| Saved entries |
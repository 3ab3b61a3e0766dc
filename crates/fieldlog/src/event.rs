//! crates/fieldlog/src/event.rs
//! The event-description argument and its tagged render dispatch.

use std::borrow::Cow;
use std::error::Error;
use std::fmt;

/// The description argument of a leveled logging call.
///
/// An event description is a plain string, an error, or any displayable
/// value; the three cases are carried as explicit variants and rendered
/// through [`render`](Self::render). The entry points accept
/// `impl Into<Event<'_>>`, so string arguments convert implicitly while
/// errors and other displayables use the [`error`](Self::error) and
/// [`display`](Self::display) constructors. Anything else is rejected at
/// compile time, which is where a mistyped description belongs.
///
/// # Examples
///
/// ```
/// use fieldlog::Event;
///
/// let plain = Event::from("connection reset");
/// assert_eq!(plain.render(), "connection reset");
///
/// let io = std::io::Error::other("disk full");
/// let event = Event::error(&io);
/// assert_eq!(event.render(), "disk full");
///
/// let event = Event::display(&404);
/// assert_eq!(event.render(), "404");
/// ```
pub enum Event<'a> {
    /// A plain string description.
    Text(&'a str),
    /// An error value; rendered through its [`fmt::Display`] message.
    Error(&'a (dyn Error + 'a)),
    /// Any other displayable value.
    Display(&'a (dyn fmt::Display + 'a)),
}

impl<'a> Event<'a> {
    /// Wraps an error value.
    #[must_use]
    pub fn error(err: &'a (dyn Error + 'a)) -> Self {
        Self::Error(err)
    }

    /// Wraps an arbitrary displayable value.
    #[must_use]
    pub fn display(value: &'a (dyn fmt::Display + 'a)) -> Self {
        Self::Display(value)
    }

    /// Renders the description to the text placed in the `[event:..]`
    /// segment. Plain strings are borrowed; the other variants allocate.
    #[must_use]
    pub fn render(&self) -> Cow<'a, str> {
        match self {
            Self::Text(text) => Cow::Borrowed(text),
            Self::Error(err) => Cow::Owned(err.to_string()),
            Self::Display(value) => Cow::Owned(value.to_string()),
        }
    }
}

impl fmt::Debug for Event<'_> {
    fn fmt(&self, f: &mut fmt::Formatter<'_>) -> fmt::Result {
        let variant = match self {
            Self::Text(_) => "Text",
            Self::Error(_) => "Error",
            Self::Display(_) => "Display",
        };
        f.debug_tuple(variant).field(&self.render()).finish()
    }
}

impl<'a> From<&'a str> for Event<'a> {
    fn from(text: &'a str) -> Self {
        Self::Text(text)
    }
}

impl<'a> From<&'a String> for Event<'a> {
    fn from(text: &'a String) -> Self {
        Self::Text(text)
    }
}

impl<'a> From<&'a (dyn Error + 'a)> for Event<'a> {
    fn from(err: &'a (dyn Error + 'a)) -> Self {
        Self::Error(err)
    }
}

#[cfg(test)]
mod tests {
    use super::*;

    #[test]
    fn text_renders_borrowed() {
        let event = Event::from("ok");
        assert!(matches!(event.render(), Cow::Borrowed("ok")));
    }

    #[test]
    fn owned_string_converts() {
        let text = String::from("saved");
        let event = Event::from(&text);
        assert_eq!(event.render(), "saved");
    }

    #[test]
    fn error_renders_its_message() {
        let err = std::io::Error::other("broken pipe");
        assert_eq!(Event::error(&err).render(), "broken pipe");
    }

    #[test]
    fn display_renders_to_string() {
        let event = Event::display(&3.5);
        assert_eq!(event.render(), "3.5");
    }

    #[test]
    fn dyn_error_converts() {
        let err = std::io::Error::other("nope");
        let event: Event<'_> = (&err as &dyn Error).into();
        assert_eq!(event.render(), "nope");
    }

    #[test]
    fn debug_names_the_variant() {
        let rendered = format!("{:?}", Event::from("x"));
        assert!(rendered.starts_with("Text"));
        let err = std::io::Error::other("y");
        let rendered = format!("{:?}", Event::error(&err));
        assert!(rendered.starts_with("Error"));
    }
}
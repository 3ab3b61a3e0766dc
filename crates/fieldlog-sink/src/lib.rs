#![deny(unsafe_code)]
#![deny(missing_docs)]
#![deny(rustdoc::broken_intra_doc_links)]

//! # Overview
//!
//! `fieldlog-sink` provides the line-oriented output layer underneath the
//! `fieldlog` facade. The central type is [`TextSink`], a writer-generic
//! sink that renders an optional metadata header - prefix, date, time, and
//! caller file/line - in front of every line it emits. Which header fields
//! appear is selected with [`SinkFlags`].
//!
//! # Design
//!
//! The sink keeps its writer behind a mutex so that concurrently logging
//! threads never interleave partial lines; everything else is plain
//! synchronous formatting on the caller's thread. Caller locations are
//! passed in explicitly as [`std::panic::Location`] values, captured by the
//! facade with `#[track_caller]`, so the `file:line` header names the true
//! call site rather than the logging layer.
//!
//! # Errors
//!
//! All operations surface [`std::io::Error`] values originating from the
//! underlying writer.
//!
//! # Examples
//!
//! ```
//! use std::panic::Location;
//! use fieldlog_sink::{SinkFlags, TextSink};
//!
//! let sink = TextSink::with_options(Vec::new(), "demo ", SinkFlags::NONE);
//! sink.output(Location::caller(), "starting up")?;
//! sink.output(Location::caller(), "ready")?;
//!
//! let text = String::from_utf8(sink.into_writer()).unwrap();
//! assert!(text.lines().all(|line| line.starts_with("demo ")));
//! # Ok::<(), std::io::Error>(())
//! ```

mod flags;
mod sink;

pub use flags::SinkFlags;
pub use sink::{LineOutput, TextSink};
impl<W: Write + Send> Logger<W> {
    fn dispatch(
        &self,
        caller: &'static Location<'static>,
        level: Level,
        id: Option<&dyn Identity>,
        action: &str,
        fname: &str,
        event: &Event<'_>,
        extras: &[&dyn Display],
    ) {
        if !self.level.enabled(level) {
            return;
        }
        let (tag, text) = self.decorate(level, event.render());
        record::write_record(&self.sink, caller, &tag, id, action, fname, &text, extras);
    }

    /// Logs an event at [`Level::Trace`].
    #[track_caller]
    pub fn trace<'a>(
        &self,
        id: Option<&dyn Identity>,
        action: &str,
        fname: &str,
        event: impl Into<Event<'a>>,
        extras: &[&dyn Display],
    ) {
        self.dispatch(
            Location::caller(),
            Level::Trace,
            id,
            action,
            fname,
            &event.into(),
            extras,
        );
    }

    /// Logs an event at [`Level::Debug`].
    #[track_caller]
    pub fn debug<'a>(
        &self,
        id: Option<&dyn Identity>,
        action: &str,
        fname: &str,
        event: impl Into<Event<'a>>,
        extras: &[&dyn Display],
    ) {
        self.dispatch(
            Location::caller(),
            Level::Debug,
            id,
            action,
            fname,
            &event.into(),
            extras,
        );
    }

    /// Logs an event at [`Level::Debug`] on behalf of `caller`; used by
    /// wrappers that capture their own call site with `#[track_caller]`.
    pub fn debug_at<'a>(
        &self,
        caller: &'static Location<'static>,
        id: Option<&dyn Identity>,
        action: &str,
        fname: &str,
        event: impl Into<Event<'a>>,
        extras: &[&dyn Display],
    ) {
        self.dispatch(caller, Level::Debug, id, action, fname, &event.into(), extras);
    }

    /// Logs an event at [`Level::User`].
    #[track_caller]
    pub fn user<'a>(
        &self,
        id: Option<&dyn Identity>,
        action: &str,
        fname: &str,
        event: impl Into<Event<'a>>,
        extras: &[&dyn Display],
    ) {
        self.dispatch(
            Location::caller(),
            Level::User,
            id,
            action,
            fname,
            &event.into(),
            extras,
        );
    }

    /// Logs an event at [`Level::Info`].
    #[track_caller]
    pub fn info<'a>(
        &self,
        id: Option<&dyn Identity>,
        action: &str,
        fname: &str,
        event: impl Into<Event<'a>>,
        extras: &[&dyn Display],
    ) {
        self.dispatch(
            Location::caller(),
            Level::Info,
            id,
            action,
            fname,
            &event.into(),
            extras,
        );
    }

    /// Logs an event at [`Level::Error`].
    #[track_caller]
    pub fn err<'a>(
        &self,
        id: Option<&dyn Identity>,
        action: &str,
        fname: &str,
        event: impl Into<Event<'a>>,
        extras: &[&dyn Display],
    ) {
        self.dispatch(
            Location::caller(),
            Level::Error,
            id,
            action,
            fname,
            &event.into(),
            extras,
        );
    }

    /// Logs an event at [`Level::Error`] on behalf of `caller`; used by
    /// wrappers that capture their own call site with `#[track_caller]`.
    pub fn err_at<'a>(
        &self,
        caller: &'static Location<'static>,
        id: Option<&dyn Identity>,
        action: &str,
        fname: &str,
        event: impl Into<Event<'a>>,
        extras: &[&dyn Display],
    ) {
        self.dispatch(caller, Level::Error, id, action, fname, &event.into(), extras);
    }

    /// Logs an event at [`Level::System`].
    #[track_caller]
    pub fn sys<'a>(
        &self,
        id: Option<&dyn Identity>,
        action: &str,
        fname: &str,
        event: impl Into<Event<'a>>,
        extras: &[&dyn Display],
    ) {
        self.dispatch(
            Location::caller(),
            Level::System,
            id,
            action,
            fname,
            &event.into(),
            extras,
        );
    }

    /// Writes a line directly to the sink, bypassing level gating.
    #[track_caller]
    pub fn print(&self, message: impl Display) {
        let _ = self.sink.output(Location::caller(), &message.to_string());
    }

    /// Writes a line directly to the sink, bypassing level gating. Lines
    /// are always newline terminated, so this is [`print`](Self::print)
    /// under another name kept for call-site symmetry.
    #[track_caller]
    pub fn println(&self, message: impl Display) {
        let _ = self.sink.output(Location::caller(), &message.to_string());
    }

    /// Writes formatted text directly to the sink, bypassing level gating.
    /// Call as `logger.printf(format_args!(..))`.
    #[track_caller]
    pub fn printf(&self, args: fmt::Arguments<'_>) {
        let _ = self.sink.output(Location::caller(), &args.to_string());
    }

    /// Writes the message and terminates the process with exit status 1.
    #[track_caller]
    pub fn fatal(&self, message: impl Display) -> ! {
        let _ = self.sink.output(Location::caller(), &message.to_string());
        let _ = self.sink.flush();
        process::exit(1);
    }

    /// Writes formatted text and terminates the process with exit status 1.
    #[track_caller]
    pub fn fatalf(&self, args: fmt::Arguments<'_>) -> ! {
        let _ = self.sink.output(Location::caller(), &args.to_string());
        let _ = self.sink.flush();
        process::exit(1);
    }
}
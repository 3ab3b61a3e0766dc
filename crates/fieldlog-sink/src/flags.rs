//! crates/fieldlog-sink/src/flags.rs
//! Header metadata flags controlling [`TextSink`](crate::TextSink) line prefixes.

use std::ops::BitOr;

/// Selects which metadata fields a [`TextSink`](crate::TextSink) writes in
/// front of every line.
///
/// Flags combine with `|`. The header fields always appear in a fixed order
/// regardless of the order the flags were combined in: prefix, date, time,
/// caller file and line.
///
/// # Examples
///
/// ```
/// use fieldlog_sink::SinkFlags;
///
/// let flags = SinkFlags::DATE | SinkFlags::TIME | SinkFlags::SHORT_FILE;
/// assert!(flags.contains(SinkFlags::DATE));
/// assert!(flags.contains(SinkFlags::STD));
/// assert!(!flags.contains(SinkFlags::LONG_FILE));
/// ```
#[derive(Clone, Copy, Debug, Eq, PartialEq)]
#[cfg_attr(feature = "serde", derive(serde::Serialize, serde::Deserialize))]
pub struct SinkFlags(u32);

impl SinkFlags {
    /// No header metadata; lines carry the prefix only.
    pub const NONE: Self = Self(0);
    /// Date in the local (or UTC) time zone: `2026/08/23`.
    pub const DATE: Self = Self(1 << 0);
    /// Time of day: `01:23:23`.
    pub const TIME: Self = Self(1 << 1);
    /// Microsecond resolution: `01:23:23.123123`. Implies [`Self::TIME`].
    pub const MICROSECONDS: Self = Self(1 << 2);
    /// Full caller file path and line number: `/a/b/c/d.rs:23`.
    pub const LONG_FILE: Self = Self(1 << 3);
    /// Final file name element and line number: `d.rs:23`.
    /// Overrides [`Self::LONG_FILE`].
    pub const SHORT_FILE: Self = Self(1 << 4);
    /// Use UTC rather than the local time zone for date and time fields.
    pub const UTC: Self = Self(1 << 5);
    /// The standard header: [`Self::DATE`] and [`Self::TIME`].
    pub const STD: Self = Self(Self::DATE.0 | Self::TIME.0);

    /// Returns true when every flag in `other` is set in `self`.
    #[must_use]
    pub const fn contains(self, other: Self) -> bool {
        self.0 & other.0 == other.0
    }

    /// Returns the union of both flag sets.
    #[must_use]
    pub const fn union(self, other: Self) -> Self {
        Self(self.0 | other.0)
    }

    /// Returns the raw bit representation.
    #[must_use]
    pub const fn bits(self) -> u32 {
        self.0
    }

    /// Reconstructs a flag set from raw bits. Unknown bits are retained but
    /// have no effect on header rendering.
    #[must_use]
    pub const fn from_bits(bits: u32) -> Self {
        Self(bits)
    }
}

impl BitOr for SinkFlags {
    type Output = Self;

    fn bitor(self, rhs: Self) -> Self {
        self.union(rhs)
    }
}

impl Default for SinkFlags {
    fn default() -> Self {
        Self::STD
    }
}

#[cfg(test)]
mod tests {
    use super::*;

    #[test]
    fn std_combines_date_and_time() {
        assert!(SinkFlags::STD.contains(SinkFlags::DATE));
        assert!(SinkFlags::STD.contains(SinkFlags::TIME));
        assert!(!SinkFlags::STD.contains(SinkFlags::SHORT_FILE));
    }

    #[test]
    fn none_contains_only_itself() {
        assert!(SinkFlags::NONE.contains(SinkFlags::NONE));
        assert!(!SinkFlags::NONE.contains(SinkFlags::DATE));
    }

    #[test]
    fn bitor_unions_flags() {
        let flags = SinkFlags::DATE | SinkFlags::SHORT_FILE;
        assert!(flags.contains(SinkFlags::DATE));
        assert!(flags.contains(SinkFlags::SHORT_FILE));
        assert!(!flags.contains(SinkFlags::TIME));
    }

    #[test]
    fn bits_round_trip() {
        let flags = SinkFlags::TIME | SinkFlags::UTC;
        assert_eq!(SinkFlags::from_bits(flags.bits()), flags);
    }

    #[test]
    fn default_is_std() {
        assert_eq!(SinkFlags::default(), SinkFlags::STD);
    }
}
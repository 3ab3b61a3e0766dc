//! crates/fieldlog/src/identity.rs
//! The optional request-identity capability callers may attach to events.

use std::net::IpAddr;

use url::Url;
use uuid::Uuid;

/// Request-scoped metadata a caller's context object may supply.
///
/// Every leveled entry point accepts an `Option<&dyn Identity>`. When one is
/// supplied the formatter prepends `[host:..][path:..][ip:..]` segments to
/// the event line, taking host and path from the [`locator`](Self::locator)
/// and the client address from [`remote_addr`](Self::remote_addr). All
/// three segments are written unconditionally, even when individually
/// empty; passing `None` omits them entirely.
///
/// The [`session_id`](Self::session_id) accessor completes the capability
/// for callers that correlate log output with session state; it is not part
/// of the standard line layout.
///
/// # Examples
///
/// ```
/// use std::net::{IpAddr, Ipv4Addr};
/// use fieldlog::Identity;
/// use url::Url;
/// use uuid::Uuid;
///
/// struct Request {
///     url: Url,
///     peer: IpAddr,
///     session: Uuid,
/// }
///
/// impl Identity for Request {
///     fn locator(&self) -> &Url {
///         &self.url
///     }
///     fn remote_addr(&self) -> IpAddr {
///         self.peer
///     }
///     fn session_id(&self) -> Uuid {
///         self.session
///     }
/// }
///
/// let request = Request {
///     url: Url::parse("https://example.com/a").unwrap(),
///     peer: IpAddr::V4(Ipv4Addr::new(1, 2, 3, 4)),
///     session: Uuid::new_v4(),
/// };
/// assert_eq!(request.locator().host_str(), Some("example.com"));
/// ```
pub trait Identity {
    /// The URL-like locator of the request; its host and path substrings
    /// become the `[host:..]` and `[path:..]` segments.
    fn locator(&self) -> &Url;

    /// The client's network address, rendered into the `[ip:..]` segment.
    fn remote_addr(&self) -> IpAddr;

    /// The unique identifier of the session the request belongs to.
    fn session_id(&self) -> Uuid;
}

| What to do |
Return from the data every line that holds "description".

| Response to the task |
//! The event-description argument and its tagged render dispatch.
/// The description argument of a leveled logging call.
/// An event description is a plain string, an error, or any displayable
/// compile time, which is where a mistyped description belongs.
    /// A plain string description.
    /// Renders the description to the text placed in the `[event:..]`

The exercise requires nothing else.